• Exercise details
In the records, find each line where "last" occurs, and copy it.

[Saved entries]
mod common;

use common::{LEGACY_CO, LEGACY_FO, TestDb, assert_sqlite_pragmas, date, record, setup_db, weekly};
use cot_ingestor::models::report::ReportType;
use cot_sync::db::connection::connect_sqlite;

#[test]
fn sqlite_connection_applies_pragmas() {
    let (db, mut conn) = setup_db();
    assert_sqlite_pragmas(&mut conn);

    let mut second = connect_sqlite(&db.path).expect("connect second");
    assert_sqlite_pragmas(&mut second);
}

#[test]
fn upsert_is_idempotent() {
    let db = TestDb::new();
    let mut store = db.open_store();
    let records: Vec<_> = weekly(date(2024, 1, 2), 10)
        .into_iter()
        .enumerate()
        .map(|(i, d)| record(LEGACY_FO, "088691", "GOLD - COMMODITY EXCHANGE INC.", d, i as f64))
        .collect();

    assert_eq!(store.upsert(&records).unwrap(), 10);
    let once = store.get_variant_stats(Some(ReportType::Legacy), None).unwrap();
    store.upsert(&records).unwrap();
    let twice = store.get_variant_stats(Some(ReportType::Legacy), None).unwrap();

    assert_eq!(once, twice);
    assert_eq!(twice.total_records, 10);
    assert_eq!(twice.total_markets, 1);
    assert_eq!(twice.first_date, Some(date(2024, 1, 2)));
}

#[test]
fn upsert_replaces_revised_rows() {
    let db = TestDb::new();
    let mut store = db.open_store();
    let day = date(2024, 6, 4);
    store
        .upsert(&[record(LEGACY_FO, "088691", "GOLD", day, 1.0)])
        .unwrap();
    store
        .upsert(&[record(LEGACY_FO, "088691", "GOLD", day, 7.0)])
        .unwrap();

    let series = store.get_market_series("088691", LEGACY_FO).unwrap();
    assert_eq!(series.len(), 1);
    assert_eq!(series[0].open_interest, Some(1_007.0));
}

#[test]
fn market_series_is_newest_first_and_variant_scoped() {
    let db = TestDb::new();
    let mut store = db.open_store();
    let days = weekly(date(2024, 1, 2), 3);
    let mut records: Vec<_> = days
        .iter()
        .map(|d| record(LEGACY_FO, "088691", "GOLD", *d, 0.0))
        .collect();
    records.push(record(LEGACY_CO, "088691", "GOLD", days[0], 0.0));
    store.upsert(&records).unwrap();

    let series = store.get_market_series("088691", LEGACY_FO).unwrap();
    let dates: Vec<_> = series.iter().map(|r| r.report_date).collect();
    assert_eq!(dates, vec![days[2], days[1], days[0]]);
    assert_eq!(store.get_market_series("088691", LEGACY_CO).unwrap().len(), 1);
}

#[test]
fn markets_are_listed_by_name_with_newest_metadata() {
    let db = TestDb::new();
    let mut store = db.open_store();
    store
        .upsert(&[
            record(LEGACY_FO, "099741", "EURO FX", date(2024, 1, 2), 0.0),
            record(LEGACY_FO, "088691", "GOLD (OLD NAME)", date(2024, 1, 2), 0.0),
            record(LEGACY_FO, "088691", "GOLD", date(2024, 1, 9), 0.0),
        ])
        .unwrap();

    let markets = store.get_all_markets_for_variant(LEGACY_FO).unwrap();
    let names: Vec<_> = markets.iter().map(|m| m.name.as_str()).collect();
    assert_eq!(names, vec!["EURO FX", "GOLD"]);
}

#[test]
fn pages_cover_every_market_once() {
    let db = TestDb::new();
    let mut store = db.open_store();
    let mut records = Vec::new();
    for i in 0..5 {
        let code = format!("00000{i}");
        let name = format!("MARKET {i}");
        for d in weekly(date(2024, 1, 2), 2) {
            records.push(record(LEGACY_FO, &code, &name, d, 0.0));
        }
    }
    store.upsert(&records).unwrap();

    let first = store.get_variant_page(LEGACY_FO, 2, 0).unwrap();
    let second = store.get_variant_page(LEGACY_FO, 2, 2).unwrap();
    let last = store.get_variant_page(LEGACY_FO, 2, 4).unwrap();
    let beyond = store.get_variant_page(LEGACY_FO, 2, 6).unwrap();

    assert_eq!((first.len(), second.len(), last.len(), beyond.len()), (2, 2, 1, 0));
    assert_eq!(first[0].market.code, "000000");
    assert_eq!(last[0].market.code, "000004");
    assert!(first.iter().all(|s| s.records.len() == 2));

    let bulk = store.get_bulk_for_variant(LEGACY_FO).unwrap();
    assert_eq!(bulk.len(), 5);
}

#[test]
fn series_follow_the_given_market_list() {
    let db = TestDb::new();
    let mut store = db.open_store();
    let mut records = Vec::new();
    for d in weekly(date(2024, 1, 2), 3) {
        records.push(record(LEGACY_FO, "088691", "GOLD", d, 0.0));
        records.push(record(LEGACY_FO, "099741", "EURO FX", d, 0.0));
    }
    records.push(record(LEGACY_CO, "084691", "SILVER", date(2024, 1, 2), 0.0));
    store.upsert(&records).unwrap();

    let mut markets = store.get_all_markets_for_variant(LEGACY_FO).unwrap();
    markets.reverse();
    let mut silver = markets[0].clone();
    silver.code = "084691".into();
    markets.push(silver);

    let series = store.get_series_for_markets(LEGACY_FO, &markets).unwrap();
    let codes: Vec<_> = series.iter().map(|s| s.market.code.as_str()).collect();
    assert_eq!(codes, ["088691", "099741", "084691"]);
    assert_eq!(series[0].records.len(), 3);
    assert_eq!(series[0].records[0].report_date, date(2024, 1, 16));
    // Silver only has combined rows.
    assert!(series[2].records.is_empty());
    assert!(store.get_series_for_markets(LEGACY_FO, &[]).unwrap().is_empty());
}

#[test]
fn delete_variant_clears_records_and_ledger() {
    let db = TestDb::new();
    let mut store = db.open_store();
    store
        .upsert(&[
            record(LEGACY_FO, "088691", "GOLD", date(2024, 1, 2), 0.0),
            record(LEGACY_CO, "088691", "GOLD", date(2024, 1, 2), 0.0),
        ])
        .unwrap();
    store.record_year_ingested(LEGACY_FO, 2024, 1).unwrap();
    store.record_year_ingested(LEGACY_CO, 2024, 1).unwrap();

    assert_eq!(store.delete_variant(LEGACY_FO).unwrap(), 1);

    assert!(store.get_market_series("088691", LEGACY_FO).unwrap().is_empty());
    assert!(!store.is_year_ingested(LEGACY_FO, 2024).unwrap());
    assert!(store.is_year_ingested(LEGACY_CO, 2024).unwrap());
    assert_eq!(store.get_variant_stats(None, None).unwrap().total_records, 1);
}

#[test]
fn ledger_entries_replace_earlier_ones() {
    let db = TestDb::new();
    let mut store = db.open_store();
    store.record_year_ingested(LEGACY_FO, 2023, 10).unwrap();
    store.record_year_ingested(LEGACY_FO, 2024, 20).unwrap();
    store.record_year_ingested(LEGACY_FO, 2024, 25).unwrap();

    let years: Vec<_> = store.ingested_years(LEGACY_FO).unwrap().into_iter().collect();
    assert_eq!(years, vec![2023, 2024]);
    let ledger = store.ledger(LEGACY_FO).unwrap();
    assert_eq!(ledger.len(), 2);
    assert_eq!(ledger[1].row_count, 25);
}

#[test]
fn empty_store_has_no_latest_date() {
    let db = TestDb::new();
    let mut store = db.open_store();
    assert_eq!(store.latest_date(None).unwrap(), None);
    assert_eq!(
        store.get_variant_stats(None, None).unwrap().total_records,
        0
    );
}

#[test]
fn stored_prices_replace_per_market_and_keep_fetch_time() {
    use chrono::{TimeZone, Utc};
    use cot_ingestor::models::price::PriceBar;
    use cot_sync::prices::PriceData;

    let bar = |day, close| PriceBar {
        date: day,
        open: 1.0,
        high: 2.0,
        low: 0.5,
        close,
        volume: 7,
    };
    let db = TestDb::new();
    let mut store = db.open_store();
    let monday = Utc.with_ymd_and_hms(2025, 1, 6, 0, 0, 0).unwrap();

    let mut data = PriceData::new();
    data.insert("088691".into(), vec![bar(date(2025, 1, 3), 10.0), bar(date(2025, 1, 2), 9.0)]);
    data.insert("001602".into(), vec![bar(date(2025, 1, 3), 5.0)]);
    assert_eq!(store.save_prices(&data, monday).unwrap(), 3);

    let mut refreshed = PriceData::new();
    refreshed.insert("088691".into(), vec![bar(date(2025, 1, 6), 11.0)]);
    let tuesday = monday + chrono::Duration::days(1);
    store.save_prices(&refreshed, tuesday).unwrap();

    let codes = vec!["001602".to_string(), "088691".to_string(), "999999".to_string()];
    let stored = store.load_prices(&codes).unwrap();
    assert_eq!(stored.keys().collect::<Vec<_>>(), ["001602", "088691"]);
    assert_eq!(stored["001602"].fetched_at, monday);
    assert_eq!(stored["088691"].fetched_at, tuesday);
    assert_eq!(stored["088691"].bars, vec![bar(date(2025, 1, 6), 11.0)]);
    assert_eq!(stored["001602"].bars[0].volume, 7);
}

• Result of this task
    let last = store.get_variant_page(LEGACY_FO, 2, 4).unwrap();
    assert_eq!((first.len(), second.len(), last.len(), beyond.len()), (2, 2, 1, 0));
    assert_eq!(last[0].market.code, "000004");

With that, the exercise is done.